I think, opening the case.

> Of course
> it's best to have someone who knows what they're doing
> visually/aurally observe the person to confirm they are doing
> things correctly, but unfortunately that's not always possible
> for a variety of reasons (money, accessibility, etc.).
>
But Eric has a teacher at school. If I were that teacher I would be eager to spend a few minutes at a time informally helping someone like Eric at least to avoid going down a blind alley in an unproductive direction.

>
> However, I would argue that keeping it simple for those who
> don't have strong fundamentals yet is advisable.

I have no argument against this. As a teacher I completely agree.

> "...can become problematic". Sure, you can do this technique
> and still screw it up. However, it's a simple concept that is
> simple to implement to get the basic embouchure shape.
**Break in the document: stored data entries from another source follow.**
use crate::{any::TypeInfo, scope::ScopeId};

/// Failure of a finalizer while a scope was being disposed.
///
/// It's logged by the backend and never returned to the request.
#[derive(thiserror::Error, Debug)]
#[error("Finalizer of `{type_info}` failed while disposing scope {scope_id}: {source}")]
pub struct DisposalAnomaly {
    pub scope_id: ScopeId,
    pub type_info: TypeInfo,
    pub source: anyhow::Error,
}
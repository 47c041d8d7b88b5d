use std::{
    any::{type_name, Any, TypeId},
    cmp::Ordering,
    collections::BTreeMap,
    fmt::{self, Display, Formatter},
    hash::{Hash, Hasher},
    sync::Arc,
};

/// Type-erased instance produced by a resolution backend.
pub type Instance = Arc<dyn Any + Send + Sync>;

#[derive(Debug, Clone, Copy)]
pub struct TypeInfo {
    pub name: &'static str,
    pub id: TypeId,
}

impl PartialEq for TypeInfo {
    fn eq(&self, other: &Self) -> bool {
        self.id == other.id
    }
}

impl Eq for TypeInfo {}

impl Hash for TypeInfo {
    fn hash<H: Hasher>(&self, state: &mut H) {
        self.id.hash(state);
    }
}

impl PartialOrd for TypeInfo {
    fn partial_cmp(&self, other: &Self) -> Option<Ordering> {
        Some(self.cmp(other))
    }
}

impl Ord for TypeInfo {
    fn cmp(&self, other: &Self) -> Ordering {
        self.id.cmp(&other.id)
    }
}

impl Display for TypeInfo {
    fn fmt(&self, f: &mut Formatter<'_>) -> fmt::Result {
        f.write_str(self.name)
    }
}

impl TypeInfo {
    #[inline]
    #[must_use]
    pub fn of<T>() -> Self
    where
        T: ?Sized + 'static,
    {
        Self {
            name: type_name::<T>(),
            id: TypeId::of::<T>(),
        }
    }

    #[inline]
    #[must_use]
    pub fn short_name(&self) -> &'static str {
        self.name.rsplit_once("::").map_or(self.name, |(_, name)| name)
    }
}

pub(crate) type Map = BTreeMap<TypeInfo, Instance>;

/// Downcasts an instance, returning the actual type id on mismatch.
pub(crate) fn downcast<T: Send + Sync + 'static>(instance: Instance) -> Result<Arc<T>, TypeId> {
    let actual = (*instance).type_id();
    instance.downcast::<T>().map_err(|_| actual)
}

#[cfg(test)]
mod tests {
    use super::TypeInfo;

    mod nested {
        pub struct HomeController;
    }

    #[test]
    fn test_short_name() {
        let type_info = TypeInfo::of::<nested::HomeController>();

        assert_eq!(type_info.short_name(), "HomeController");
        assert!(type_info.name.ends_with("nested::HomeController"));
    }

    #[test]
    fn test_eq_by_id() {
        assert_eq!(TypeInfo::of::<u8>(), TypeInfo::of::<u8>());
        assert_ne!(TypeInfo::of::<u8>(), TypeInfo::of::<i8>());
    }
}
Yes, and maybe I overstated my reaction to it. It would still be good to have someone knowledgeable evaluate the result. I guess I just think that some players - of all ages - tend to avoid getting help even when it's available.

> Even if
> it doesn't work in changing a persons embouchure on the spot
> (although it has worked 100% of the time in making at least
> some improvement with my students as well as myself so far), it
> does help to solidify the concept.

I don't think we really disagree about any of this. After all, these are **your students** you're referencing. The results *are* being evaluated by someone knowledgeable.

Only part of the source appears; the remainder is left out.